Stephen W. Nicholas MD1, Diane L. Sondheimer MS, MPH1, Anne D. Willoughby MD, MPH1, Sumner J. Yaffe MD1, and Samuel L. Katz MD1

1 The Columbia University Pediatric AIDS Program at Babies Hospital and Harlem Hospital, New York; Pediatric, Adolescent, and Maternal AIDS Branch, Center for Research for Mothers and Children, National Institute of Child Health and Human Development, Bethesda, Maryland; and the Department of Pediatrics, Duke University Medical Center, Durham, North Carolina

During the first half of this decade, much new information about the acquired immunodeficiency syndrome (AIDS) became available, including landmark reports of the syndrome in children from Oleske et al, Rubinstein et al, and Scott et al; descriptions of AIDS in pregnancy by Wetli et al, Rawlinson et al, and Minkoff et al; and discovery of the agent that causes AIDS, the human immunodeficiency virus (HIV, formerly called HTLV-III/LAV).
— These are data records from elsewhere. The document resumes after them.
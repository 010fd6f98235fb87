// Copyright 2025 the Understory Authors
// SPDX-License-Identifier: Apache-2.0 OR MIT

//! Small matrix and rectangle helpers on top of Kurbo.
//!
//! Everything here is a pure function over value types. Matrices follow the
//! Kurbo convention: `a * b` applies `b` first, so "post-multiplying" a
//! transform `m` by `s` (apply `m`, then `s`) is written `s * m`.

#[cfg(not(feature = "std"))]
use kurbo::common::FloatFuncs as _; // for `sqrt`
use kurbo::{Affine, Point, Rect, Size};

/// Determinants smaller than this are treated as singular.
const SINGULAR_EPSILON: f64 = 1e-12;

/// Maps a rectangle through `m` and returns the bounding box of the result.
#[must_use]
pub fn map_rect(m: Affine, rect: Rect) -> Rect {
    // Transform the four corners and take their bounding box; with rotation
    // the mapped shape is no longer axis-aligned.
    let q0 = m * Point::new(rect.x0, rect.y0);
    let q1 = m * Point::new(rect.x1, rect.y0);
    let q2 = m * Point::new(rect.x0, rect.y1);
    let q3 = m * Point::new(rect.x1, rect.y1);
    let min_x = q0.x.min(q1.x).min(q2.x).min(q3.x);
    let min_y = q0.y.min(q1.y).min(q2.y).min(q3.y);
    let max_x = q0.x.max(q1.x).max(q2.x).max(q3.x);
    let max_y = q0.y.max(q1.y).max(q2.y).max(q3.y);
    Rect::new(min_x, min_y, max_x, max_y)
}

/// Euclidean scale of the first column, `sqrt(m00² + m10²)`.
///
/// Unlike reading `m00` directly this stays correct when the matrix also
/// rotates.
#[must_use]
pub fn scale_magnitude(m: Affine) -> f64 {
    let [a, b, ..] = m.as_coeffs();
    (a * a + b * b).sqrt()
}

/// Returns `true` if every coefficient is finite and the matrix can be
/// inverted.
#[must_use]
pub fn is_invertible(m: Affine) -> bool {
    m.is_finite() && m.determinant().abs() > SINGULAR_EPSILON
}

/// Returns `true` if the size has a strictly positive, finite area.
#[must_use]
pub fn is_positive(size: Size) -> bool {
    size.width.is_finite() && size.height.is_finite() && size.width > 0.0 && size.height > 0.0
}

/// Rectangle at the origin with the given size.
#[must_use]
pub fn rect_at_origin(size: Size) -> Rect {
    Rect::from_origin_size(Point::ORIGIN, size)
}

/// Linear interpolation between two scalars.
#[must_use]
pub fn lerp(from: f64, to: f64, t: f64) -> f64 {
    from + (to - from) * t
}

/// Component-wise interpolation between two sizes.
#[must_use]
pub fn lerp_size(from: Size, to: Size, t: f64) -> Size {
    Size::new(lerp(from.width, to.width, t), lerp(from.height, to.height, t))
}

/// Edge-wise interpolation between two rectangles.
#[must_use]
pub fn lerp_rect(from: Rect, to: Rect, t: f64) -> Rect {
    Rect::new(
        lerp(from.x0, to.x0, t),
        lerp(from.y0, to.y0, t),
        lerp(from.x1, to.x1, t),
        lerp(from.y1, to.y1, t),
    )
}

#[cfg(test)]
mod tests {
    use core::f64::consts::FRAC_PI_2;

    use kurbo::{Affine, Point, Rect, Size};

    use super::*;

    #[test]
    fn map_rect_takes_bounding_box_under_rotation() {
        let rect = Rect::new(0.0, 0.0, 200.0, 100.0);
        let mapped = map_rect(Affine::rotate(FRAC_PI_2), rect);
        assert!((mapped.width() - 100.0).abs() < 1e-9);
        assert!((mapped.height() - 200.0).abs() < 1e-9);
        assert!((mapped.x0 + 100.0).abs() < 1e-9);
    }

    #[test]
    fn scale_magnitude_ignores_rotation() {
        let m = Affine::rotate(0.7) * Affine::scale(2.5);
        assert!((scale_magnitude(m) - 2.5).abs() < 1e-12);
        let m = Affine::scale_about(1.5, Point::new(40.0, 10.0));
        assert!((scale_magnitude(m) - 1.5).abs() < 1e-12);
    }

    #[test]
    fn singular_matrices_are_not_invertible() {
        assert!(is_invertible(Affine::IDENTITY));
        assert!(!is_invertible(Affine::scale(0.0)));
        assert!(!is_invertible(Affine::scale_non_uniform(1.0, f64::NAN)));
    }

    #[test]
    fn interpolation_endpoints() {
        let a = Rect::new(0.0, 0.0, 10.0, 10.0);
        let b = Rect::new(10.0, 20.0, 30.0, 60.0);
        assert_eq!(lerp_rect(a, b, 0.0), a);
        assert_eq!(lerp_rect(a, b, 1.0), b);
        assert_eq!(lerp_rect(a, b, 0.5), Rect::new(5.0, 10.0, 20.0, 35.0));
        assert_eq!(
            lerp_size(Size::new(100.0, 50.0), Size::new(200.0, 150.0), 0.5),
            Size::new(150.0, 100.0)
        );
        assert!(!is_positive(Size::new(0.0, 10.0)));
        assert!(is_positive(Size::new(1.0, 10.0)));
    }
}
The first sets of health guidelines pertaining to HIV-infected children and adolescents in school, day-care and foster care settings were published by the American Academy of Pediatrics' Committee on Infectious Diseases in March 1986 and 1987. In 1987, the Surgeon General's Workshop on Children With HIV Infection and Their Families provided the first comprehensive set of recommendations relevant to the provision of pediatric and obstetrical care to infected mothers, infants, children, and adolescents. Most recently, during February 1988, the Secretary of Health and Human Services formed the Secretary's Work Group on Pediatric HIV Infection and Disease that consisted of members from each of the health and human services agencies, including the Social Security Administration and the Health Care Financing Administration. The broad mandate of this group was to make recommendations to facilitate the removal of barriers to care, treatment, and financial burdens of children and adolescents with HIV infection and their families.

In contrast, HIV infection has not received sufficiently widespread attention from the obstetric, pediatric, or adolescent research communities. The uneven geographic distribution of the disease; its associated social, legal, and ethical complexities; and the lack of sufficient research monies all have contributed to this problem.